TS: What are doctors and the public failing to appreciate about how the circadian clock relates to health, disease, and diet?
MY: I think the biggest lack of understanding right now is that we really are rhythmic, biologically, and that those rhythms are very important to the smooth working of the human body, and every animal’s body. . . . In this society and in many society’s today, the need for sleep is, people feel like they can just do without it—skip meals, skip sleeping, don’t care about what time of day you’re eating and sleeping. These are things that will disrupt that rhythmicity, that coherent rhythmicity throughout the body. And from experiments ongoing in animals, model organism studies, all of these things produce deficits in health.
TS: When you first started working on the period gene, how long did your experiments take, and how long would they take now with today’s technology? I imagine it would be much faster.

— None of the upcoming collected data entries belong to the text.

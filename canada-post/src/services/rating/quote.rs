//! Price quotes returned by the rating service

use xmltree::Element;

use crate::xml::{child_text, children_named};

/// One `<price-quote>` from a rating response
///
/// The full subtree is kept as returned by Canada Post and can be reached
/// through [`ServiceQuote::element`]. The fields most callers need are
/// extracted up front; any of them may be missing without the quote being
/// rejected. Amounts are kept as the decimal strings Canada Post sent.
#[derive(Debug, Clone, PartialEq)]
pub struct ServiceQuote {
    /// Service code, e.g. `DOM.EP`
    pub service_code: Option<String>,
    /// Human readable service name, e.g. `Expedited Parcel`
    pub service_name: Option<String>,
    pub price_details: Option<PriceDetails>,
    pub service_standard: Option<ServiceStandard>,
    element: Element,
}

#[derive(Debug, Clone, Default, PartialEq, Eq)]
pub struct PriceDetails {
    /// Base price before taxes, options and adjustments
    pub base: Option<String>,
    /// Total amount due
    pub due: Option<String>,
    pub taxes: Taxes,
    pub options: Vec<PriceOption>,
    pub adjustments: Vec<Adjustment>,
}

#[derive(Debug, Clone, Default, PartialEq, Eq)]
pub struct Taxes {
    pub gst: Option<String>,
    pub pst: Option<String>,
    pub hst: Option<String>,
}

#[derive(Debug, Clone, Default, PartialEq, Eq)]
pub struct PriceOption {
    pub code: Option<String>,
    pub name: Option<String>,
    pub price: Option<String>,
}

#[derive(Debug, Clone, Default, PartialEq, Eq)]
pub struct Adjustment {
    pub code: Option<String>,
    pub name: Option<String>,
    pub cost: Option<String>,
}

#[derive(Debug, Clone, Default, PartialEq, Eq)]
pub struct ServiceStandard {
    pub am_delivery: Option<bool>,
    pub guaranteed_delivery: Option<bool>,
    /// Business days in transit
    pub expected_transit_time: Option<u32>,
    /// `YYYY-MM-DD`
    pub expected_delivery_date: Option<String>,
}

impl ServiceQuote {
    pub fn from_element(element: &Element) -> Self {
        Self {
            service_code: child_text(element, "service-code"),
            service_name: child_text(element, "service-name"),
            price_details: element.get_child("price-details").map(PriceDetails::from_element),
            service_standard: element
                .get_child("service-standard")
                .map(ServiceStandard::from_element),
            element: element.clone(),
        }
    }

    /// The raw `<price-quote>` subtree
    pub fn element(&self) -> &Element {
        &self.element
    }

    /// Text of any direct child of the quote, for fields not extracted above
    pub fn field(&self, name: &str) -> Option<String> {
        child_text(&self.element, name)
    }
}

impl PriceDetails {
    fn from_element(element: &Element) -> Self {
        let taxes = element
            .get_child("taxes")
            .map(|taxes| Taxes {
                gst: child_text(taxes, "gst"),
                pst: child_text(taxes, "pst"),
                hst: child_text(taxes, "hst"),
            })
            .unwrap_or_default();

        let options = element
            .get_child("options")
            .map(|options| {
                children_named(options, "option")
                    .map(|option| PriceOption {
                        code: child_text(option, "option-code"),
                        name: child_text(option, "option-name"),
                        price: child_text(option, "option-price"),
                    })
                    .collect()
            })
            .unwrap_or_default();

        let adjustments = element
            .get_child("adjustments")
            .map(|adjustments| {
                children_named(adjustments, "adjustment")
                    .map(|adjustment| Adjustment {
                        code: child_text(adjustment, "adjustment-code"),
                        name: child_text(adjustment, "adjustment-name"),
                        cost: child_text(adjustment, "adjustment-cost"),
                    })
                    .collect()
            })
            .unwrap_or_default();

        Self {
            base: child_text(element, "base"),
            due: child_text(element, "due"),
            taxes,
            options,
            adjustments,
        }
    }
}

impl ServiceStandard {
    fn from_element(element: &Element) -> Self {
        let flag = |name: &str| child_text(element, name).and_then(|v| v.parse::<bool>().ok());

        Self {
            am_delivery: flag("am-delivery"),
            guaranteed_delivery: flag("guaranteed-delivery"),
            expected_transit_time: child_text(element, "expected-transit-time")
                .and_then(|v| v.parse().ok()),
            expected_delivery_date: child_text(element, "expected-delivery-date"),
        }
    }
}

MY: For example, when we first started to isolate a gene, the isolation of a gene in the 1970s would take many months or a year or possibly more than a year from the time you started to attack it, even in a fruit fly. There were tricks that were showing up that would speed the process along, but it was a laborious project to get achieved. Today, all the genes are known because we’ve sequenced Drosophila; we’ve sequenced humans. We know where the genes are. We know their composition.
TS: Did you see the Nobel coming?
MY: No. A few years ago, we got a number of prizes, and everybody would say, you know, ‘Hey, you’re up for this,’ but things got quiet for a few years, and so this was quite a surprise. It’s such a rare honor, there’s so much tremendous science being done in medicine and physiology these days, that these things can’t be predicted. I don’t think anyone can be confident that they’re going to receive this kind of an honor.
TS: When they called this morning, what time was it, and had you heard the news from someone else, like your colleagues, or was it a complete surprise?
MY: I think they tried to call us around 5:30 in the morning here in New York. My wife is saying maybe even earlier, but we didn’t get those calls because they were going to a phone that was plugged into an answering machine out in our kitchen, and we were sleeping at another end of the house. So I never heard the phone ring. Luckily, the president of the university called me on my cell phone a few minutes after the announcement to let me know what was happening, and that’s how I heard about it. And it’s been head-spinning ever since.
Editor’s note: The interview was edited for brevity.